● **TRY IT**:
From the top of the entries below through the line containing "pub struct OpenAiEmbedder", return every line exactly as written, please, and stop there.

(Stored items)
// SPDX-FileCopyrightText: 2026 Alfred Contributors
// SPDX-License-Identifier: MIT OR Apache-2.0

//! OpenAI-compatible remote embedding adapter.
//!
//! Only constructed when `privacy.local_only` is off. Requests the
//! configured dimensionality through the `dimensions` parameter so the
//! remote model can share a store with the local ones.

use async_trait::async_trait;
use serde::{Deserialize, Serialize};
use tracing::debug;

use alfred_config::model::{OpenAiConfig, PROVIDER_OPENAI};
use alfred_core::{AdapterType, AlfredError, EmbeddingAdapter, HealthStatus, PluginAdapter};

pub struct OpenAiEmbedder {
    client: reqwest::Client,
    api_key: Option<String>,
    base_url: String,
    model: String,
    dimensions: usize,
}

#[derive(Debug, Serialize)]
struct EmbeddingRequest<'a> {
    input: &'a [String],
    model: &'a str,
    dimensions: usize,
}

#[derive(Debug, Deserialize)]
struct EmbeddingResponse {
    data: Vec<EmbeddingData>,
}

#[derive(Debug, Deserialize)]
struct EmbeddingData {
    #[serde(default)]
    index: usize,
    embedding: Vec<f32>,
}

impl OpenAiEmbedder {
    pub fn new(config: &OpenAiConfig, dimensions: usize) -> Result<Self, AlfredError> {
        let client = reqwest::Client::builder()
            .build()
            .map_err(|e| AlfredError::Internal(format!("failed to build HTTP client: {e}")))?;
        Ok(Self {
            client,
            api_key: config.api_key.clone().filter(|k| !k.trim().is_empty()),
            base_url: config.base_url.trim_end_matches('/').to_string(),
            model: config.model.clone(),
            dimensions,
        })
    }

    fn failure(&self, message: impl Into<String>) -> AlfredError {
        AlfredError::Embedding {
            provider: PROVIDER_OPENAI.to_string(),
            message: message.into(),
        }
    }
}

#[async_trait]
impl PluginAdapter for OpenAiEmbedder {
    fn name(&self) -> &str {
        PROVIDER_OPENAI
    }

    fn version(&self) -> semver::Version {
        semver::Version::new(0, 1, 0)
    }

    fn adapter_type(&self) -> AdapterType {
        AdapterType::Embedding
    }

    async fn health_check(&self) -> Result<HealthStatus, AlfredError> {
        if self.api_key.is_some() {
            Ok(HealthStatus::Healthy)
        } else {
            Ok(HealthStatus::Unhealthy("no API key configured".to_string()))
        }
    }

    async fn shutdown(&self) -> Result<(), AlfredError> {
        Ok(())
    }
}

#[async_trait]
impl EmbeddingAdapter for OpenAiEmbedder {
    fn dimensions(&self) -> usize {
        self.dimensions
    }

    /// Configured key only; no network round trip.
    async fn is_available(&self) -> bool {
        self.api_key.is_some()
    }

    async fn embed(&self, text: &str) -> Result<Vec<f32>, AlfredError> {
        self.embed_batch(&[text.to_string()])
            .await?
            .into_iter()
            .next()
            .ok_or_else(|| self.failure("empty response"))
    }

    async fn embed_batch(&self, texts: &[String]) -> Result<Vec<Vec<f32>>, AlfredError> {
        if texts.is_empty() {
            return Ok(Vec::new());
        }
        let api_key = self.api_key.as_ref().ok_or_else(|| AlfredError::ProviderUnavailable {
            provider: PROVIDER_OPENAI.to_string(),
            reason: "no API key configured".to_string(),
        })?;

        let url = format!("{}/embeddings", self.base_url);
        let response = self
            .client
            .post(&url)
            .bearer_auth(api_key)
            .json(&EmbeddingRequest {
                input: texts,
                model: &self.model,
                dimensions: self.dimensions,
            })
            .send()
            .await
            .map_err(|e| AlfredError::ProviderUnavailable {
                provider: PROVIDER_OPENAI.to_string(),
                reason: format!("request failed: {e}"),
            })?;

        if !response.status().is_success() {
            let status = response.status();
            let body = response.text().await.unwrap_or_default();
            return Err(self.failure(format!("API error {status}: {body}")));
        }

        let mut parsed: EmbeddingResponse = response
            .json()
            .await
            .map_err(|e| self.failure(format!("parse error: {e}")))?;

        // The API may answer out of order; `index` is authoritative.
        parsed.data.sort_by_key(|d| d.index);
        debug!(model = %self.model, count = parsed.data.len(), "openai embeddings generated");
        Ok(parsed.data.into_iter().map(|d| d.embedding).collect())
    }
}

● **ANSWER TO THIS PROBLEM**:
// SPDX-FileCopyrightText: 2026 Alfred Contributors
// SPDX-License-Identifier: MIT OR Apache-2.0

//! OpenAI-compatible remote embedding adapter.
//!
//! Only constructed when `privacy.local_only` is off. Requests the
//! configured dimensionality through the `dimensions` parameter so the
//! remote model can share a store with the local ones.

use async_trait::async_trait;
use serde::{Deserialize, Serialize};
use tracing::debug;

use alfred_config::model::{OpenAiConfig, PROVIDER_OPENAI};
use alfred_core::{AdapterType, AlfredError, EmbeddingAdapter, HealthStatus, PluginAdapter};

pub struct OpenAiEmbedder {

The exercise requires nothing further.